Thursday, 28 April 2011

Day 9: Albuquerque to Gallup

Last night was a bit disappointing as the hotel didn't open the bar (a missed opportunity there, with 53 thirsty Australians staying!) so eveyone dispersed to find their own food and drink for the evening.

I set off this bright and sunny morning west out of Albuquerque, but it was really quite chilly, despite the sunny weather. After an hour I pulled over in a service station to get a coffee and warm up. Who should arrive a short while later? Yes, the Aussies!

Once again they let me tag along with them, as we were all heading towards Gallup for the night. They were visiting Sky City on the way. I thought that sounded like a casino, but it turns out it's an old town built on top of a mesa. In fact it's the oldest, continually inhabited, town in the USA. It's Indian name is Acoma Pueblo. I hadn't heard of it in my research and it sounded interesting, so I went along for the ride. And what a ride it was. Probably the best riding yet this trip. The visitors' centre was OK, but the really good part is going up to the town, and having a guided tour. I took so many pictures up there that it was hard to pick out a few for this blog. All of them are viewable via the map icon below.

 The Visitors' Centre

 From the Visitors' Centre with the mesa in the background

 Up in  Acoma Pueblo, the houses are made from rock, bound together with sand straw and clay. There is no running water, electricity or gas. The town is still inhabited today.

 Our excellent tour guide, English name Gary, who still lives in the town, shows us his back yard!

And from below, Acoma on top of the mesa.

It really was an interesting tour, made even better by our guide, who himself lives in Acoma. I also learnt something of the history of the Indian tribe who lived there, and had a pretty rough time at the hands of the Spanish in the 1600s. A well recommended detour from the route.

I had intended to visit the Ice Cave, but had spent so long at Acoma that I couldn't fit it in. Apparently the ride down to the cave is good, but the cave itself is not that special.

20 or so miles before getting to Gallup is the US Continental Divide. This is the point at which, rain falling to the west eventually drains into the Pacific. That falling to the East, into the Atlantic.

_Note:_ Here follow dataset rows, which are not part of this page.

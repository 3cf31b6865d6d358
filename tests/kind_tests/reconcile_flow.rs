//! Integration tests for the reconcile flow against a real API server
//!
//! The provisioner here keeps its buckets in memory; everything else (claims,
//! ObjectBuckets, Secrets, ConfigMaps, StorageClasses) goes through the API.

use std::collections::{BTreeMap, BTreeSet};
use std::sync::{Arc, Mutex};

use async_trait::async_trait;
use k8s_openapi::api::core::v1::{ConfigMap, Secret};
use k8s_openapi::api::storage::v1::StorageClass;
use k8s_openapi::apimachinery::pkg::apis::meta::v1::ObjectMeta;
use kube::api::{Api, DeleteParams, PostParams};
use kube::Client;

use bucket_provisioner::config::ReconcilerOptions;
use bucket_provisioner::controller::{naming, ClaimReconciler, BUCKET_HOST};
use bucket_provisioner::crd::{
    AccessKeys, Authentication, ClaimPhase, Endpoint, ObjectBucket, ObjectBucketClaim,
    ObjectBucketClaimSpec,
};
use bucket_provisioner::provisioner::{BucketOptions, Provisioner, ProvisionerError};
use bucket_provisioner::store::ObjectKey;

use super::helpers::{ensure_namespace, ensure_test_cluster};

const NAMESPACE: &str = "obc-flow-tests";
const PROVISIONER: &str = "integration.test/memory";
const CLASS: &str = "memory-buckets";

/// Provisioner that records buckets in a set
#[derive(Default)]
struct MemoryProvisioner {
    buckets: Mutex<BTreeSet<String>>,
}

impl MemoryProvisioner {
    fn contains(&self, name: &str) -> bool {
        self.buckets.lock().unwrap().contains(name)
    }
}

#[async_trait]
impl Provisioner for MemoryProvisioner {
    async fn provision(&self, options: &BucketOptions) -> Result<ObjectBucket, ProvisionerError> {
        if !self.buckets.lock().unwrap().insert(options.bucket_name.clone()) {
            return Err(ProvisionerError::BucketExists(options.bucket_name.clone()));
        }
        Ok(ObjectBucket::from_parts(
            Endpoint {
                bucket_host: "memory.local".to_string(),
                bucket_port: 9000,
                bucket_name: options.bucket_name.clone(),
                ..Default::default()
            },
            Authentication {
                access_keys: Some(AccessKeys {
                    access_key_id: "memory".to_string(),
                    secret_access_key: "memory-secret".to_string(),
                }),
                ..Default::default()
            },
        ))
    }

    async fn grant(&self, options: &BucketOptions) -> Result<ObjectBucket, ProvisionerError> {
        Err(ProvisionerError::failed(format!(
            "static buckets unsupported: {}",
            options.bucket_name
        )))
    }

    async fn delete(&self, bucket: &ObjectBucket) -> Result<(), ProvisionerError> {
        self.buckets
            .lock()
            .unwrap()
            .remove(&bucket.spec.endpoint.bucket_name);
        Ok(())
    }

    async fn revoke(&self, _bucket: &ObjectBucket) -> Result<(), ProvisionerError> {
        Ok(())
    }
}

async fn ensure_storage_class(client: &Client) {
    let api: Api<StorageClass> = Api::all(client.clone());
    let class = StorageClass {
        metadata: ObjectMeta {
            name: Some(CLASS.to_string()),
            ..Default::default()
        },
        provisioner: PROVISIONER.to_string(),
        parameters: Some(BTreeMap::new()),
        reclaim_policy: Some("Delete".to_string()),
        ..Default::default()
    };
    let _ = api.create(&PostParams::default(), &class).await;
}

/// Story: a claim is provisioned, bound, and torn down after deletion
///
/// Expected behavior:
/// - The claim becomes Bound and names its ObjectBucket
/// - The ObjectBucket carries the finalizer; Secret and ConfigMap exist
/// - After the claim is deleted, the next pass deletes the bucket and
///   releases the ObjectBucket
#[tokio::test]
#[ignore = "requires kind cluster - run with: cargo test --test kind -- --ignored"]
async fn story_claim_is_provisioned_and_released() {
    let client = ensure_test_cluster()
        .await
        .expect("failed to setup cluster");
    ensure_namespace(&client, NAMESPACE).await;
    ensure_storage_class(&client).await;

    let name = "photos";
    let key = ObjectKey::new(NAMESPACE, name);
    let claims: Api<ObjectBucketClaim> = Api::namespaced(client.clone(), NAMESPACE);
    let buckets: Api<ObjectBucket> = Api::all(client.clone());
    let secrets: Api<Secret> = Api::namespaced(client.clone(), NAMESPACE);
    let config_maps: Api<ConfigMap> = Api::namespaced(client.clone(), NAMESPACE);

    let _ = claims.delete(name, &DeleteParams::default()).await;

    let mut claim = ObjectBucketClaim::new(
        name,
        ObjectBucketClaimSpec {
            storage_class_name: Some(CLASS.to_string()),
            ..Default::default()
        },
    );
    claim.metadata.namespace = Some(NAMESPACE.to_string());
    claims
        .create(&PostParams::default(), &claim)
        .await
        .expect("failed to create claim");

    let provisioner = Arc::new(MemoryProvisioner::default());
    let reconciler = ClaimReconciler::from_client(
        client.clone(),
        provisioner.clone(),
        PROVISIONER,
        ReconcilerOptions::default(),
    );

    // Act: first pass provisions
    reconciler.reconcile(&key).await.expect("provisioning failed");

    let bound = claims.get(name).await.expect("claim vanished");
    assert_eq!(bound.phase(), ClaimPhase::Bound);
    let binding_name = naming::object_bucket_name(NAMESPACE, name);
    assert_eq!(bound.spec.object_bucket_name.as_deref(), Some(binding_name.as_str()));
    let bucket_name = bound.spec.bucket_name.clone().expect("bucket name recorded");
    assert!(provisioner.contains(&bucket_name));

    let binding = buckets.get(&binding_name).await.expect("binding missing");
    assert!(binding.has_finalizer());
    secrets.get(name).await.expect("secret missing");
    let cm = config_maps.get(name).await.expect("config map missing");
    assert_eq!(cm.data.unwrap()[BUCKET_HOST], "memory.local");

    // Act: claim deleted, next pass deprovisions
    claims
        .delete(name, &DeleteParams::default())
        .await
        .expect("failed to delete claim");
    reconciler.reconcile(&key).await.expect("deprovisioning failed");

    assert!(!provisioner.contains(&bucket_name));
    assert!(buckets.get_opt(&binding_name).await.unwrap().is_none());
}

This point is pretty high up, at nearly 7300 feet it is even higher than Santa Fe.

From here it was just a short ride to the hotel, El Rancho in Gallup:

This is a famous old Route 66 Hotel, that was built in 1937 by the brother of a movie magnate. Many film stars stayed here when shooting westerns, including Ronald Reagan, Spencer Tracy, Kirk Douglas and Katherine Hepburn. Each of the rooms are named after the stars that supposedly stayed in them. Mine is named after  Jack Carson. No, me neither, but according to Wikipedia, he had a fling with Doris Day, so who knows what he got up to in this room?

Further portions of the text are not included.